TEXTOS CRÍTICOS PUBLICADOS 


Catálogo da exposição ENTRE CURADORIA A-Z, 2013 /  COME IN: CURATORSHIP (páginas 60-61)

Ana Zavadil (Curadora do Museu de Artes do Rio Grande do Sul)

A pesquisa de Denis Siminovich é a pintura em afluência com a fotografia na qual executa os desdobramentos sob a forma de collage – fotomontagem digital e pinturas mistas por meio de processos híbridos de criação. O trabalho configura-se em conceitualizadas, como ele se refere às séries de fotografias. Isso porque, por meio da documentação fotográfica digital acontecem manchas de naturezas diversas: virtuais, no meio digital, e pictóricas, quando as imagens são impressas. A pintura é concebida virtualmente, opticamente e mentalmente. A partir da estratégia de simulação digital o artista diz: 

“Permeio um universo onde faço a minha Arte como um ready-made de idéias visuais.” 

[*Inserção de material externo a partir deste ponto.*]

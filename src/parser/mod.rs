//! Identifier parser for formula expressions
//!
//! Turns a dotted identifier such as `policy.coverage[1].premium` into a
//! typed [`IdentifierNode`] chain.
//!
//! ## Architecture
//!
//! ```text
//! Identifier Text
//!     ↓
//! Lexer (logos) → Tokens with byte ranges
//!     ↓
//! Segment scanner → name@default[suffix] segments, syntax problems
//!     ↓
//! Builder → IdentifierNode chain resolved against a ModelLookup
//! ```
//!
//! Malformed or unresolvable input is never an error: the chain simply ends
//! in an invalid node. Only a broken formula signature is reported as
//! [`Error`](crate::Error).

mod builder;
mod lexer;
mod segments;

pub use builder::IdentifierParser;
pub use lexer::{Lexer, Token, TokenKind, tokenize};

use crate::base::ParserOptions;
use crate::error::Result;
use crate::filter::IdentifierFilter;
use crate::model::{ModelLookup, Parameter};
use crate::node::IdentifierNode;

/// Filter snapshot and options shared by the parses of one session.
#[derive(Clone, Debug, Default)]
pub struct ParseSession {
    pub options: ParserOptions,
    pub filter: IdentifierFilter,
}

impl ParseSession {
    pub fn new(options: ParserOptions, filter: IdentifierFilter) -> Self {
        Self { options, filter }
    }

    /// Replace the filter snapshot
    pub fn with_filter(mut self, filter: IdentifierFilter) -> Self {
        self.filter = filter;
        self
    }

    /// Replace the parser options
    pub fn with_options(mut self, options: ParserOptions) -> Self {
        self.options = options;
        self
    }
}

/// Parse an identifier with default options and no filter extensions.
pub fn parse<L: ModelLookup + ?Sized>(
    identifier: &str,
    parameters: &[Parameter],
    context_type: Option<&str>,
    lookup: &L,
) -> Result<IdentifierNode> {
    parse_with(
        identifier,
        parameters,
        context_type,
        lookup,
        &ParseSession::default(),
    )
}

/// Parse an identifier within a session.
pub fn parse_with<L: ModelLookup + ?Sized>(
    identifier: &str,
    parameters: &[Parameter],
    context_type: Option<&str>,
    lookup: &L,
    session: &ParseSession,
) -> Result<IdentifierNode> {
    let parser = IdentifierParser::new(lookup, parameters, context_type, session.clone())?;
    Ok(parser.parse(identifier))
}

Para construir o seu ready-made, ele parte das operações de apropriações e fragmentações de imagens cotidianas que são hibridizadas e montadas para buscar outro sentido para os códigos visuais. A fotomontagem propõe uma interligação entre: a identidade das imagens, as imagens fotográficas digitais, a lembrança da pintura e a ação do artista como indivíduo criador de reflexões, que mesmo impressas pela máquina não deixam de estar próximas do humano. O gesto da pintura aqui é outro. É intenção quando Siminovich trata de temas como arte, sociedade, imagem, pintura, fotografia e visualidade, numa aproximação com  a identidade do sujeito e da sua própria, o imaginário da época em que vive e as relações das pessoas no mundo contemporâneo.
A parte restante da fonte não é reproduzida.